RECORDS FOR THE TASK:
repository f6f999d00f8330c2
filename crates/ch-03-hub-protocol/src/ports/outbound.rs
//! # Outbound Ports
//!
//! Transport abstraction used by the hub client. A connector dials the hub
//! serving a destination chain; the connection carries one or more `invoke`
//! calls. The client re-dials after a deadline error.

use crate::domain::errors::HubError;
use crate::ports::inbound::HubProtocolApi;
use async_trait::async_trait;
use parking_lot::Mutex;
use shared_types::{ChainId, HubRequest, HubResponse};
use std::collections::VecDeque;
use std::sync::atomic::{AtomicUsize, Ordering};
use std::sync::Arc;

/// Dials the hub that serves `target`.
#[async_trait]
pub trait HubConnector: Send + Sync {
    async fn connect(&self, target: &ChainId) -> Result<Box<dyn HubConnection>, HubError>;
}

/// An established transport to a hub.
#[async_trait]
pub trait HubConnection: Send + Sync {
    async fn invoke(&self, request: HubRequest) -> Result<HubResponse, HubError>;
}

// =============================================================================
// Mock Implementations for Testing
// =============================================================================

struct MockState {
    delegate: Arc<dyn HubProtocolApi>,
    scripted_errors: Mutex<VecDeque<HubError>>,
    requests: Mutex<Vec<HubRequest>>,
    connects: AtomicUsize,
}

/// Connector that hands calls to an in-process hub, after first failing
/// with any scripted errors.
#[derive(Clone)]
pub struct MockHubConnector {
    state: Arc<MockState>,
}

impl MockHubConnector {
    pub fn new(delegate: Arc<dyn HubProtocolApi>) -> Self {
        Self {
            state: Arc::new(MockState {
                delegate,
                scripted_errors: Mutex::new(VecDeque::new()),
                requests: Mutex::new(Vec::new()),
                connects: AtomicUsize::new(0),
            }),
        }
    }

    /// Fail the next `times` calls with `error`.
    pub fn fail_next(&self, error: HubError, times: usize) {
        let mut scripted = self.state.scripted_errors.lock();
        for _ in 0..times {
            scripted.push_back(error.clone());
        }
    }

    /// Number of `connect` calls so far.
    pub fn connects(&self) -> usize {
        self.state.connects.load(Ordering::SeqCst)
    }

    /// Every request that reached the transport, failed ones included.
    pub fn requests(&self) -> Vec<HubRequest> {
        self.state.requests.lock().clone()
    }
}

#[async_trait]
impl HubConnector for MockHubConnector {
    async fn connect(&self, _target: &ChainId) -> Result<Box<dyn HubConnection>, HubError> {
        self.state.connects.fetch_add(1, Ordering::SeqCst);
        Ok(Box::new(MockHubConnection {
            state: Arc::clone(&self.state),
        }))
    }
}

struct MockHubConnection {
    state: Arc<MockState>,
}

#[async_trait]
impl HubConnection for MockHubConnection {
    async fn invoke(&self, request: HubRequest) -> Result<HubResponse, HubError> {
        self.state.requests.lock().push(request.clone());
        let scripted = self.state.scripted_errors.lock().pop_front();
        if let Some(err) = scripted {
            return Err(err);
        }
        self.state.delegate.invoke(request).await
    }
}
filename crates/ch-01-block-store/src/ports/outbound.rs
//! # Outbound Ports (Driven Ports)
//!
//! Storage backend required by the block store.

use crate::domain::errors::KVStoreError;

/// Abstract interface for key-value database operations.
///
/// Production: `RocksDbStore` (feature `rocksdb`) or `FileBackedKVStore`.
/// Testing: `InMemoryKVStore`.
pub trait KeyValueStore: Send + Sync {
    /// Get a value by key.
    fn get(&self, key: &[u8]) -> Result<Option<Vec<u8>>, KVStoreError>;

    /// Put a single key-value pair.
    fn put(&mut self, key: &[u8], value: &[u8]) -> Result<(), KVStoreError>;

    /// Execute an atomic batch write.
    ///
    /// Either all operations are applied or none are.
    fn atomic_batch_write(&mut self, operations: Vec<BatchOperation>) -> Result<(), KVStoreError>;

    /// Check if a key exists.
    fn exists(&self, key: &[u8]) -> Result<bool, KVStoreError>;
}

/// Batch operation for atomic writes.
#[derive(Debug, Clone, PartialEq, Eq)]
pub enum BatchOperation {
    /// Put a key-value pair.
    Put { key: Vec<u8>, value: Vec<u8> },
}

impl BatchOperation {
    /// Create a Put operation.
    pub fn put(key: impl Into<Vec<u8>>, value: impl Into<Vec<u8>>) -> Self {
        BatchOperation::Put {
            key: key.into(),
            value: value.into(),
        }
    }
}
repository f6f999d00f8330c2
//! # Shared Crypto - Chain Trust Primitives
//!
//! ## Components
//!
//! | Module | Algorithm | Use Case |
//! |--------|-----------|----------|
//! | `ecdsa` | secp256k1 | Standard chain signing |
//! | `sm2_dsa` | SM2 / SM3 | National-standard chain signing |
//! | `csp` | dispatch | Per-chain sign/verify |
//!
//! ## Security Properties
//!
//! - **secp256k1**: RFC 6979 deterministic, low-S normalization
//! - **SM2**: default distinguishing id `1234567812345678`
//! - Secret scalars are zeroized on drop

#![warn(missing_docs)]
#![warn(clippy::all)]

pub mod csp;
pub mod ecdsa;
pub mod errors;
pub mod sm2_dsa;

// Re-exports
pub use csp::{decode_key_material, ChainKey, CryptoTrustStore, CryptoTrustStoreBuilder, SignatureAlgorithm};
pub use ecdsa::{Secp256k1KeyPair, Secp256k1PublicKey};
pub use errors::CryptoError;
pub use sm2_dsa::{Sm2KeyPair, Sm2PublicKey, DEFAULT_DIST_ID};

/// Crate version
pub const VERSION: &str = env!("CARGO_PKG_VERSION");
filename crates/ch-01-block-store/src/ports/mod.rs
//! # Ports Layer
//!
//! - `inbound` - `BlockStoreApi`, driven by the relay loop
//! - `outbound` - `KeyValueStore`, implemented by storage adapters

pub mod inbound;
pub mod outbound;
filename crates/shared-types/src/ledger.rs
//! # Ledger Port
//!
//! The ledger client is an external collaborator: the relay only reads
//! blocks and invokes contracts through this trait. Both calls are opaque,
//! retryable I/O.

use crate::entities::{BlockHash, ChainId, ContractResponse, TxHash};
use async_trait::async_trait;
use serde::{Deserialize, Serialize};
use serde_with::{hex::Hex, serde_as};
use thiserror::Error;

/// One transaction envelope as decoded by the ledger client.
#[serde_as]
#[derive(Debug, Clone, PartialEq, Eq, Serialize, Deserialize, Default)]
pub struct Envelope {
    /// Channel header transaction id; `None` when the header is absent.
    #[serde(default)]
    pub tx_hash: Option<TxHash>,
    /// Chaincode input arguments, function name first.
    #[serde_as(as = "Vec<Hex>")]
    #[serde(default)]
    pub args: Vec<Vec<u8>>,
    /// Raw envelope bytes.
    #[serde_as(as = "Hex")]
    #[serde(default)]
    pub raw: Vec<u8>,
}

impl Envelope {
    /// Envelope invoking `args[0]` with the remaining args.
    pub fn invocation(tx_hash: impl Into<TxHash>, args: Vec<Vec<u8>>) -> Self {
        Self {
            tx_hash: Some(tx_hash.into()),
            args,
            raw: Vec::new(),
        }
    }

    /// Function name, if the envelope carries an invocation.
    pub fn function(&self) -> Option<&[u8]> {
        self.args.first().map(Vec::as_slice)
    }
}

/// A block as returned by the ledger client.
#[serde_as]
#[derive(Debug, Clone, PartialEq, Eq, Serialize, Deserialize, Default)]
pub struct RawBlock {
    pub number: u64,
    pub previous_hash: BlockHash,
    pub data_hash: String,
    pub hash: BlockHash,
    /// Unix seconds.
    pub timestamp: i64,
    #[serde(default)]
    pub envelopes: Vec<Envelope>,
    /// Opaque block bytes for audit/replay.
    #[serde_as(as = "Hex")]
    #[serde(default)]
    pub origin: Vec<u8>,
}

/// Ledger client failures.
#[derive(Debug, Clone, Error, PartialEq, Eq)]
pub enum LedgerError {
    /// The block has not been produced yet.
    #[error("Block {number} not found on chain {chain}")]
    NotFound { chain: ChainId, number: u64 },

    /// The chain is not served by this client.
    #[error("Unknown chain: {0}")]
    UnknownChain(ChainId),

    /// Transport or peer failure.
    #[error("Ledger unavailable: {0}")]
    Unavailable(String),

    /// The contract invocation was rejected.
    #[error("Invocation failed: {0}")]
    InvocationFailed(String),

    /// The ledger returned data that could not be decoded.
    #[error("Decode error: {0}")]
    Decode(String),
}

impl LedgerError {
    /// Whether this is the "not produced yet" case.
    pub fn is_not_found(&self) -> bool {
        matches!(self, LedgerError::NotFound { .. })
    }
}

/// Ledger client - outbound port.
#[async_trait]
pub trait LedgerClient: Send + Sync {
    /// Read block `number` of `chain`.
    async fn query_block(&self, chain: &ChainId, number: u64) -> Result<RawBlock, LedgerError>;

    /// Invoke `function` on `contract` with raw arguments.
    async fn invoke(
        &self,
        chain: &ChainId,
        contract: &str,
        function: &str,
        args: Vec<Vec<u8>>,
    ) -> Result<ContractResponse, LedgerError>;
}
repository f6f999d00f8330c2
//! # Ports Layer

pub mod outbound;
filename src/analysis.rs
use serde::{Deserialize, Serialize};

use crate::error::RecordError;
use crate::models::{
    ChronicCondition, FamilyRecord, InstitutionRecord, Overcrowding, SectorRecord, Vulnerability,
};

/// Share of families (in percent, inclusive) at which a condition becomes a
/// community priority.
pub const PRIORITY_THRESHOLD_PERCENT: usize = 30;

/// Institution types that count as community resources.
pub const RESOURCE_INSTITUTION_TYPES: [&str; 3] = ["Educación", "Deportes", "Cultura"];

/// Conditions tallied across the family collection, in report order.
#[derive(Debug, Clone, Copy, PartialEq, Eq, Serialize, Deserialize)]
pub enum Condition {
    #[serde(rename = "diabetes")]
    Diabetes,
    #[serde(rename = "hipertension")]
    Hypertension,
    #[serde(rename = "obesidad")]
    Obesity,
    #[serde(rename = "hacinamiento")]
    Overcrowding,
    #[serde(rename = "violencia_intrafamiliar")]
    DomesticViolence,
    #[serde(rename = "consumo_drogas")]
    SubstanceUse,
    #[serde(rename = "embarazo_adolescente")]
    AdolescentPregnancy,
    #[serde(rename = "desempleo")]
    Unemployment,
    #[serde(rename = "baja_escolaridad")]
    LowSchooling,
    #[serde(rename = "acceso_salud")]
    CareAccess,
}

impl Condition {
    pub const ALL: [Condition; 10] = [
        Condition::Diabetes,
        Condition::Hypertension,
        Condition::Obesity,
        Condition::Overcrowding,
        Condition::DomesticViolence,
        Condition::SubstanceUse,
        Condition::AdolescentPregnancy,
        Condition::Unemployment,
        Condition::LowSchooling,
        Condition::CareAccess,
    ];

    pub fn as_str(&self) -> &'static str {
        match self {
            Condition::Diabetes => "diabetes",
            Condition::Hypertension => "hipertension",
            Condition::Obesity => "obesidad",
            Condition::Overcrowding => "hacinamiento",
            Condition::DomesticViolence => "violencia_intrafamiliar",
            Condition::SubstanceUse => "consumo_drogas",
            Condition::AdolescentPregnancy => "embarazo_adolescente",
            Condition::Unemployment => "desempleo",
            Condition::LowSchooling => "baja_escolaridad",
            Condition::CareAccess => "acceso_salud",
        }
    }
}

#[derive(Debug, Clone, PartialEq, Serialize, Deserialize)]
pub struct PriorityCondition {
    #[serde(rename = "problema")]
    pub condition: Condition,
    #[serde(rename = "cantidad")]
    pub count: usize,
    #[serde(rename = "porcentaje")]
    pub percentage: f64,
}

#[derive(Debug, Clone, Default, PartialEq, Serialize, Deserialize)]
pub struct CommunityDiagnostic {
    #[serde(rename = "problemas_prioritarios")]
    pub priorities: Vec<PriorityCondition>,
    #[serde(rename = "fortalezas_comunitarias")]
    pub strengths: Vec<String>,
    #[serde(rename = "poblaciones_vulnerables")]
    pub vulnerable_sectors: Vec<String>,
    #[serde(rename = "recursos_disponibles")]
    pub resources: Vec<String>,
    /// Families left out of the tally because a section was missing.
    #[serde(rename = "familias_omitidas", default)]
    pub skipped_families: usize,
}

/// Lists the tracked conditions present in one family.
///
/// Fails when the housing or health section is absent, since the tally
/// cannot tell "absent" from "not present" for those conditions.
pub fn family_conditions(family: &FamilyRecord) -> Result<Vec<Condition>, RecordError> {
    let missing = |section| RecordError::MissingSection {
        surname: family.surname.clone(),
        section,
    };
    let health = family.health.as_ref().ok_or_else(|| missing("salud"))?;
    let housing = family.housing.as_ref().ok_or_else(|| missing("vivienda"))?;

    let chronic = &health.chronic_conditions;
    let checks = [
        (
            Condition::Diabetes,
            chronic.contains(&ChronicCondition::Diabetes),
        ),
        (
            Condition::Hypertension,
            chronic.contains(&ChronicCondition::Hypertension),
        ),
        (
            Condition::Obesity,
            chronic.contains(&ChronicCondition::Obesity),
        ),
        (
            Condition::Overcrowding,
            housing.overcrowding == Overcrowding::High,
        ),
        (Condition::DomesticViolence, health.domestic_violence),
        (Condition::SubstanceUse, health.substance_use),
        (Condition::AdolescentPregnancy, health.adolescent_pregnancy),
        (Condition::Unemployment, health.unemployment),
        (
            Condition::LowSchooling,
            family
                .education
                .as_ref()
                .is_some_and(|education| education.low_schooling),
        ),
        (Condition::CareAccess, housing.care_access.is_difficult()),
    ];

    Ok(checks
        .into_iter()
        .filter_map(|(condition, present)| present.then_some(condition))
        .collect())
}

/// Tallies conditions across all families and flags those at or above the
/// priority threshold. Malformed families are logged and skipped but still
/// count toward the denominator.
pub fn analyze_community_data(
    families: &[FamilyRecord],
    sectors: &[SectorRecord],
    institutions: &[InstitutionRecord],
) -> CommunityDiagnostic {
    let mut diagnostic = CommunityDiagnostic::default();
    let mut counts = [0usize; Condition::ALL.len()];

    for family in families {
        match family_conditions(family) {
            Ok(conditions) => {
                for condition in conditions {
                    counts[condition as usize] += 1;
                }
            }
            Err(err) => {
                tracing::warn!(error = %err, "skipping family in community analysis");
                diagnostic.skipped_families += 1;
            }
        }
    }

    let total = families.len();
    if total > 0 {
        for condition in Condition::ALL {
            let count = counts[condition as usize];
            if count * 100 >= PRIORITY_THRESHOLD_PERCENT * total {
                diagnostic.priorities.push(PriorityCondition {
                    condition,
                    count,
                    percentage: (count as f64 / total as f64) * 100.0,
                });
            }
        }
    }

    for sector in sectors {
        if sector.vulnerability == Vulnerability::High {
            diagnostic.vulnerable_sectors.push(sector.name.clone());
        }
        diagnostic
            .strengths
            .extend(sector.characteristics.iter().cloned());
    }

    for institution in institutions {
        if RESOURCE_INSTITUTION_TYPES.contains(&institution.kind.as_str()) {
            diagnostic.resources.push(institution.name.clone());
        }
    }

    diagnostic
}

#[cfg(test)]
pub(crate) mod tests {
    use super::*;
    use crate::models::{
        CareAccess, FamilyRisks, HeadOfHousehold, HealthProfile, Housing,
        RiskAssessment, RiskLevel, SocialParticipation, SupportNetwork,
    };
    use chrono::NaiveDate;
    use std::collections::{BTreeMap, BTreeSet};

    pub(crate) fn sample_family(surname: &str) -> FamilyRecord {
        let low = RiskAssessment {
            level: RiskLevel::Low,
            score: 0,
        };
        FamilyRecord {
            sector: "Sector Norte".to_string(),
            surname: surname.to_string(),
            members: 4,
            head: HeadOfHousehold {
                name: format!("Jefe {surname}"),
                age: 40,
                occupation: "Empleado".to_string(),
            },
            housing: Some(Housing {
                kind: "Casa".to_string(),
                overcrowding: Overcrowding::Low,
                support_network: SupportNetwork::Strong,
                social_participation: SocialParticipation::High,
                care_access: CareAccess::Easy,
            }),
            health: Some(HealthProfile::default()),
            education: None,
            risks: FamilyRisks {
                social: low,
                sanitary: low,
            },
            observations: String::new(),
            registered_on: NaiveDate::from_ymd_opt(2024, 1, 15).unwrap(),
            registered_by: "TENS Ana Martínez".to_string(),
            extra: Default::default(),
        }
    }

    fn with_violence(mut family: FamilyRecord) -> FamilyRecord {
        if let Some(health) = family.health.as_mut() {
            health.domestic_violence = true;
        }
        family
    }

    fn overcrowded(mut family: FamilyRecord) -> FamilyRecord {
        if let Some(housing) = family.housing.as_mut() {
            housing.overcrowding = Overcrowding::High;
        }
        family
    }

    fn sector(name: &str, vulnerability: Vulnerability, characteristics: &[&str]) -> SectorRecord {
        SectorRecord {
            name: name.to_string(),
            population: 1000,
            family_count: 250,
            territory: "Urbano".to_string(),
            vulnerability,
            services: BTreeMap::new(),
            problems: Vec::new(),
            characteristics: characteristics.iter().map(|c| c.to_string()).collect(),
        }
    }

    fn find(diagnostic: &CommunityDiagnostic, condition: Condition) -> Option<&PriorityCondition> {
        diagnostic
            .priorities
            .iter()
            .find(|priority| priority.condition == condition)
    }

    #[test]
    fn empty_collection_yields_empty_diagnostic() {
        let diagnostic = analyze_community_data(&[], &[], &[]);
        assert!(diagnostic.priorities.is_empty());
        assert!(diagnostic.strengths.is_empty());
        assert_eq!(diagnostic.skipped_families, 0);
    }

    #[test]
    fn thirty_percent_is_a_priority() {
        let families: Vec<FamilyRecord> = (0..10)
            .map(|i| {
                let family = sample_family(&format!("F{i}"));
                if i < 3 {
                    with_violence(family)
                } else {
                    family
                }
            })
            .collect();

        let diagnostic = analyze_community_data(&families, &[], &[]);
        let entry = find(&diagnostic, Condition::DomesticViolence).unwrap();
        assert_eq!(entry.count, 3);
        assert!((entry.percentage - 30.0).abs() < 1e-9);
    }

    #[test]
    fn below_thirty_percent_is_not_a_priority() {
        let families: Vec<FamilyRecord> = (0..7)
            .map(|i| {
                let family = sample_family(&format!("F{i}"));
                if i < 2 {
                    with_violence(family)
                } else {
                    family
                }
            })
            .collect();

        let diagnostic = analyze_community_data(&families, &[], &[]);
        assert!(find(&diagnostic, Condition::DomesticViolence).is_none());
    }

    #[test]
    fn malformed_family_does_not_stop_the_scan() {
        let mut broken = with_violence(sample_family("Roto"));
        broken.health = None;
        let families = vec![
            with_violence(sample_family("A")),
            with_violence(sample_family("B")),
            broken,
            sample_family("C"),
            sample_family("D"),
        ];

        let diagnostic = analyze_community_data(&families, &[], &[]);
        let entry = find(&diagnostic, Condition::DomesticViolence).unwrap();
        assert_eq!(entry.count, 2);
        assert!((entry.percentage - 40.0).abs() < 1e-9);
        assert_eq!(diagnostic.skipped_families, 1);
    }

    #[test]
    fn half_overcrowded_yields_single_entry() {
        let families = vec![
            overcrowded(sample_family("A")),
            overcrowded(sample_family("B")),
            sample_family("C"),
            sample_family("D"),
        ];

        let diagnostic = analyze_community_data(&families, &[], &[]);
        assert_eq!(
            diagnostic.priorities,
            vec![PriorityCondition {
                condition: Condition::Overcrowding,
                count: 2,
                percentage: 50.0,
            }]
        );

        let json = serde_json::to_value(&diagnostic.priorities[0]).unwrap();
        assert_eq!(
            json,
            serde_json::json!({"problema": "hacinamiento", "cantidad": 2, "porcentaje": 50.0})
        );
    }

    #[test]
    fn quarter_overcrowded_is_not_reported() {
        let families = vec![
            overcrowded(sample_family("A")),
            sample_family("B"),
            sample_family("C"),
            sample_family("D"),
        ];

        let diagnostic = analyze_community_data(&families, &[], &[]);
        assert!(find(&diagnostic, Condition::Overcrowding).is_none());
    }

    #[test]
    fn priorities_follow_counter_order() {
        let mut family = overcrowded(with_violence(sample_family("A")));
        if let Some(health) = family.health.as_mut() {
            health.chronic_conditions = BTreeSet::from([ChronicCondition::Diabetes]);
        }
        family.education = Some(crate::models::Education {
            low_schooling: true,
        });

        let diagnostic = analyze_community_data(&[family], &[], &[]);
        let order: Vec<Condition> = diagnostic.priorities.iter().map(|p| p.condition).collect();
        assert_eq!(
            order,
            vec![
                Condition::Diabetes,
                Condition::Overcrowding,
                Condition::DomesticViolence,
                Condition::LowSchooling,
            ]
        );
    }

    #[test]
    fn sectors_and_institutions_feed_context_lists() {
        let sectors = vec![
            sector("Sector Norte", Vulnerability::High, &["Junta de vecinos activa"]),
            sector("Sector Sur", Vulnerability::Critical, &[]),
        ];
        let institutions = vec![
            InstitutionRecord {
                name: "Escuela Básica San José".to_string(),
                kind: "Educación".to_string(),
                sectors: vec!["Sector Norte".to_string()],
            },
            InstitutionRecord {
                name: "CESFAM".to_string(),
                kind: "Salud".to_string(),
                sectors: Vec::new(),
            },
        ];

        let diagnostic = analyze_community_data(&[], &sectors, &institutions);
        assert_eq!(diagnostic.vulnerable_sectors, vec!["Sector Norte".to_string()]);
        assert_eq!(diagnostic.strengths, vec!["Junta de vecinos activa".to_string()]);
        assert_eq!(diagnostic.resources, vec!["Escuela Básica San José".to_string()]);
    }

    #[test]
    fn missing_housing_is_reported_by_name() {
        let mut family = sample_family("Soto");
        family.housing = None;
        assert_eq!(
            family_conditions(&family),
            Err(RecordError::MissingSection {
                surname: "Soto".to_string(),
                section: "vivienda",
            })
        );
    }
}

PROBLEM TO WORK ON: Every line above that has the string "SeqCst" needs to be copied.

ANSWER BELOW:
        self.state.connects.load(Ordering::SeqCst)
        self.state.connects.fetch_add(1, Ordering::SeqCst);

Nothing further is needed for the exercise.